A robust immediate response to a coup is crucial. But it is equally important that the U.S. government stay the course, especially considering how long it can take for democracy to be achieved or reinstated. Given the wide range of foreign policy crises facing policymakers today, it is not surprising that U.S. and other international attention to a coup fades quickly after the event. So coup plotters are learning that external repercussions from coups tend to be short-lived, and some are making the calculation that they can withstand them. More needs to be done to ensure international and regional responses have staying power.

  • Galvanize — and sustain — a high-level interagency response process.
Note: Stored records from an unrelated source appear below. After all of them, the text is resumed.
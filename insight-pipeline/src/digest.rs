//! Overview digest: every report's insight panel plus per-SKU forecasts,
//! assembled from one loaded bundle of datasets.
//!
//! Windowing mirrors the dashboard it replaces: settlements, orders and
//! returns are judged on the trailing 30 days of data, sales & traffic on
//! the trailing 14, and the inventory panel on the most recent snapshot
//! date only. Forecasts consume the full snapshot history.

use chrono::{Duration, NaiveDate};
use serde::Serialize;

use insight_engine::forecast::{forecast_sold_out, Forecast};

use crate::metrics::{ReturnMetrics, SettlementMetrics};
use crate::panel::{
    inventory_panel, orders_panel, returns_panel, reviews_panel, settlements_panel,
    traffic_panel, InsightCard,
};
use crate::records::{
    InventorySnapshot, OrderLine, ReturnEvent, Review, SettlementTxn, TrafficDay,
};

/// Trailing window, in days, for settlements, orders and returns.
const FINANCIAL_WINDOW_DAYS: i64 = 30;
/// Trailing window for sales & traffic.
const TRAFFIC_WINDOW_DAYS: i64 = 14;
/// Default forecast horizon (the UI slider's default).
pub const DEFAULT_HORIZON_DAYS: u32 = 30;

/// Everything one render needs, already loaded and typed.
#[derive(Clone, Debug, Default)]
pub struct ReportBundle {
    pub inventory: Vec<InventorySnapshot>,
    pub orders: Vec<OrderLine>,
    pub settlements: Vec<SettlementTxn>,
    pub traffic: Vec<TrafficDay>,
    pub returns: Vec<ReturnEvent>,
    pub reviews: Vec<Review>,
}

/// One SKU's sold-out forecast.
#[derive(Clone, Debug, Serialize)]
pub struct SkuForecast {
    pub sku: String,
    pub history_points: usize,
    #[serde(flatten)]
    pub forecast: Forecast,
}

/// The assembled overview: one card panel per report plus the forecasts.
#[derive(Clone, Debug, Serialize)]
pub struct OverviewDigest {
    #[serde(skip_serializing_if = "Option::is_none")]
    pub snapshot_date: Option<NaiveDate>,
    pub inventory: Vec<InsightCard>,
    pub settlements: Vec<InsightCard>,
    pub traffic: Vec<InsightCard>,
    pub orders: Vec<InsightCard>,
    pub returns: Vec<InsightCard>,
    pub reviews: Vec<InsightCard>,
    pub forecasts: Vec<SkuForecast>,
}

impl OverviewDigest {
    /// Build the digest with the default forecast horizon.
    pub fn build(bundle: &ReportBundle) -> Self {
        Self::build_with_horizon(bundle, DEFAULT_HORIZON_DAYS)
    }

    pub fn build_with_horizon(bundle: &ReportBundle, horizon_days: u32) -> Self {
        let snapshot_date = bundle.inventory.iter().map(|s| s.snapshot_date).max();
        let latest_inventory: Vec<InventorySnapshot> = match snapshot_date {
            Some(latest) => bundle
                .inventory
                .iter()
                .filter(|s| s.snapshot_date == latest)
                .cloned()
                .collect(),
            None => Vec::new(),
        };

        let settlements =
            recent_window(&bundle.settlements, |t| t.posted_date, FINANCIAL_WINDOW_DAYS);
        let orders = recent_window(&bundle.orders, |o| o.order_date, FINANCIAL_WINDOW_DAYS);
        let returns = recent_window(&bundle.returns, |r| r.return_date, FINANCIAL_WINDOW_DAYS);
        let traffic = recent_window(&bundle.traffic, |d| d.report_date, TRAFFIC_WINDOW_DAYS);

        let settlement_metrics = SettlementMetrics::compute(&settlements);
        // The damage rollup covers the window; the rate compares the full
        // return history against the full order history.
        let return_metrics = ReturnMetrics::compute(&returns, &bundle.returns, &bundle.orders);

        let forecasts = sku_forecasts(&bundle.inventory, horizon_days);

        log::info!(
            "digest built: {} inventory rows ({} current), {} settlements, {} orders, \
             {} traffic days, {} returns, {} reviews, {} forecasts",
            bundle.inventory.len(),
            latest_inventory.len(),
            settlements.len(),
            orders.len(),
            traffic.len(),
            returns.len(),
            bundle.reviews.len(),
            forecasts.len()
        );

        Self {
            snapshot_date,
            inventory: inventory_panel(&latest_inventory),
            settlements: settlements_panel(&settlement_metrics),
            traffic: traffic_panel(&traffic),
            orders: orders_panel(&orders),
            returns: returns_panel(&return_metrics, &returns),
            reviews: reviews_panel(&bundle.reviews),
            forecasts,
        }
    }
}

/// Rows whose date falls within `days` of the newest row. An empty input
/// stays empty; the window always contains the newest row.
fn recent_window<T: Clone>(
    rows: &[T],
    date_of: impl Fn(&T) -> NaiveDate,
    days: i64,
) -> Vec<T> {
    let Some(max_date) = rows.iter().map(&date_of).max() else {
        return Vec::new();
    };
    let cutoff = max_date - Duration::days(days);
    rows.iter()
        .filter(|r| date_of(r) >= cutoff)
        .cloned()
        .collect()
}

/// One (date, available units) history per SKU, in snapshot order.
/// Duplicate-date handling is the forecaster's concern.
pub fn sku_history(snapshots: &[InventorySnapshot], sku: &str) -> Vec<(NaiveDate, f64)> {
    let mut history: Vec<(NaiveDate, f64)> = snapshots
        .iter()
        .filter(|s| s.sku == sku)
        .map(|s| (s.snapshot_date, s.available_units as f64))
        .collect();
    history.sort_by_key(|&(d, _)| d);
    history
}

/// Run the sold-out forecaster for every SKU in the snapshot set.
pub fn sku_forecasts(snapshots: &[InventorySnapshot], horizon_days: u32) -> Vec<SkuForecast> {
    let mut skus: Vec<&str> = snapshots.iter().map(|s| s.sku.as_str()).collect();
    skus.sort_unstable();
    skus.dedup();

    skus.into_iter()
        .map(|sku| {
            let history = sku_history(snapshots, sku);
            SkuForecast {
                sku: sku.to_string(),
                history_points: history.len(),
                forecast: forecast_sold_out(&history, horizon_days),
            }
        })
        .collect()
}

#[cfg(test)]
mod tests {
    use super::*;
    use insight_engine::forecast::ForecastStatus;

    fn snap(sku: &str, day: u32, units: u64) -> InventorySnapshot {
        InventorySnapshot {
            sku: sku.into(),
            store_name: "Main".into(),
            product_name: String::new(),
            snapshot_date: NaiveDate::from_ymd_opt(2025, 1, day).unwrap(),
            available_units: units,
            unit_price: 10.0,
            velocity: 1.0,
            upto_90_days: units,
            days_91_to_180: 0,
            days_181_to_270: 0,
            days_271_to_365: 0,
            over_365_days: 0,
        }
    }

    #[test]
    fn forecasts_cover_every_sku_once() {
        let snapshots = vec![
            snap("A", 1, 100),
            snap("A", 2, 90),
            snap("A", 3, 80),
            snap("B", 1, 10),
        ];
        let forecasts = sku_forecasts(&snapshots, 30);
        assert_eq!(forecasts.len(), 2);
        assert_eq!(forecasts[0].sku, "A");
        assert_eq!(
            forecasts[0].forecast.status,
            ForecastStatus::SoldOut {
                date: NaiveDate::from_ymd_opt(2025, 1, 11).unwrap()
            }
        );
        // One snapshot is not enough history.
        assert_eq!(forecasts[1].forecast.status, ForecastStatus::InsufficientData);
    }

    #[test]
    fn recent_window_keeps_rows_near_the_newest_date() {
        let snapshots = vec![snap("A", 1, 10), snap("A", 20, 10), snap("A", 31, 10)];
        let windowed = recent_window(&snapshots, |s| s.snapshot_date, 15);
        // Cutoff is Jan 16: Jan 20 and Jan 31 stay.
        assert_eq!(windowed.len(), 2);
    }

    #[test]
    fn digest_uses_only_the_latest_snapshot_for_inventory_cards() {
        let bundle = ReportBundle {
            inventory: vec![snap("A", 1, 500), snap("A", 2, 400), snap("A", 3, 300)],
            ..Default::default()
        };
        let digest = OverviewDigest::build(&bundle);
        assert_eq!(digest.snapshot_date, NaiveDate::from_ymd_opt(2025, 1, 3));
        // Frozen capital reflects only the 300-unit snapshot: 300 x $10.
        let frozen = digest
            .inventory
            .iter()
            .find(|c| c.title == "Frozen capital")
            .unwrap();
        assert!(frozen.body.contains("$3000"), "{}", frozen.body);
    }

    #[test]
    fn return_rate_counts_returns_outside_the_window() {
        let order = |id: &str, day: u32| crate::records::OrderLine {
            order_id: id.into(),
            order_date: NaiveDate::from_ymd_opt(2025, 3, day).unwrap(),
            sku: "A".into(),
            quantity: 1.0,
            item_price: 20.0,
            item_tax: 0.0,
            shipping_price: 0.0,
        };
        let ret = |id: &str, month: u32, day: u32| crate::records::ReturnEvent {
            return_date: NaiveDate::from_ymd_opt(2025, month, day).unwrap(),
            order_id: id.into(),
            sku: "A".into(),
            quantity: 1.0,
            reason: String::new(),
            price: Some(20.0),
        };
        let bundle = ReportBundle {
            orders: (1..=5).map(|i| order(&format!("O-{i}"), i as u32)).collect(),
            // One return two months before the window, one inside it.
            returns: vec![ret("O-1", 1, 10), ret("O-5", 3, 10)],
            ..Default::default()
        };
        let digest = OverviewDigest::build(&bundle);
        let rate = digest
            .returns
            .iter()
            .find(|c| c.title == "Return rate")
            .unwrap();
        // 2 returned orders of 5 = 40%, even though the January return
        // falls outside the 30-day damage window.
        assert!(rate.body.contains("40.0%"), "{}", rate.body);
    }

    #[test]
    fn empty_bundle_builds_an_empty_digest() {
        let digest = OverviewDigest::build(&ReportBundle::default());
        assert!(digest.snapshot_date.is_none());
        assert!(digest.forecasts.is_empty());
        assert!(digest.reviews.is_empty());
        // Settlements panel still renders its zero-state cards.
        assert_eq!(digest.settlements.len(), 4);
    }
}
To help avoid post-coup signal drift in U.S. policy, the administration should establish a National Security Council (NSC)-driven process to oversee U.S. responses to coups. This process should seek to design general policy guidelines, maintain high-level attention to and messaging on milestones laid out for any post-coup transition process, and ensure the considerable leverage of Defense and Treasury Department tools are aligned with State and USAID. Country-by-country responses to coups inevitably suffer from a lack of learning across cases and a lack of policy consistency. A wider bureaucratic mechanism with the capacity to learn comparatively and maintain focus can help.
  • Mobilize more carrots and sticks. With coup plotters showing a willingness to absorb now-routinized aid suspensions, the U.S. government should strive to broaden its array of tools, and thus expand leverage, as months go by after the coup. More intentional uses of U.S. influence at the World Bank and International Monetary Fund, for example, can be a key negotiating chip in some post-coup contexts. The strengthened democracy/rights sanctions regime, especially visa restrictions, asset freezes and forfeitures, and targeted financial sanctions, can be employed more widely and more effectively for coup responses; at the same time, autopilot uses of blunt instruments should be avoided and sanctions carefully tailored. The administration can also work to galvanize domestic private sector interests against coup plotters and more effectively redirect aid and supportive messages to civic groups and other pro-democratic constituencies in coup-affected countries.
  • Link U.S. government coup responses to broader geopolitical policy deliberations. The U.S. government (unsurprisingly) classifies coups as a “democracy problem,” and views responses to particular coups as a separate policy stream from its deliberations related to geopolitical competition. Yet, in reality, these two policy arenas are often linked: with non-democratic powers increasingly influencing political junctures in countries across the globe, would-be coup plotters have alternative patrons. The U.S. must integrate into its policy deliberations analysis of how China, Russia, the Gulf States, Turkey, and other authoritarians may support coups or coup leaders for their own purposes, and also think more three-dimensionally about how to counter their roles in particular countries over the longer term. 

Preventing Coups in the First Place 

Finally, a robust anti-coup strategy should go beyond responding to coups once they have occurred, and also focus on heading them off in the first place.  While not every coup is predictable, many recent ones have been predicted well in advance and are part of a well-established pattern of democratic erosion. While the U.S. government should not overestimate its influence, it can better marshal its available tools to shape local actors’ incentives, thus disrupting a country’s journey down a path toward a likely coup.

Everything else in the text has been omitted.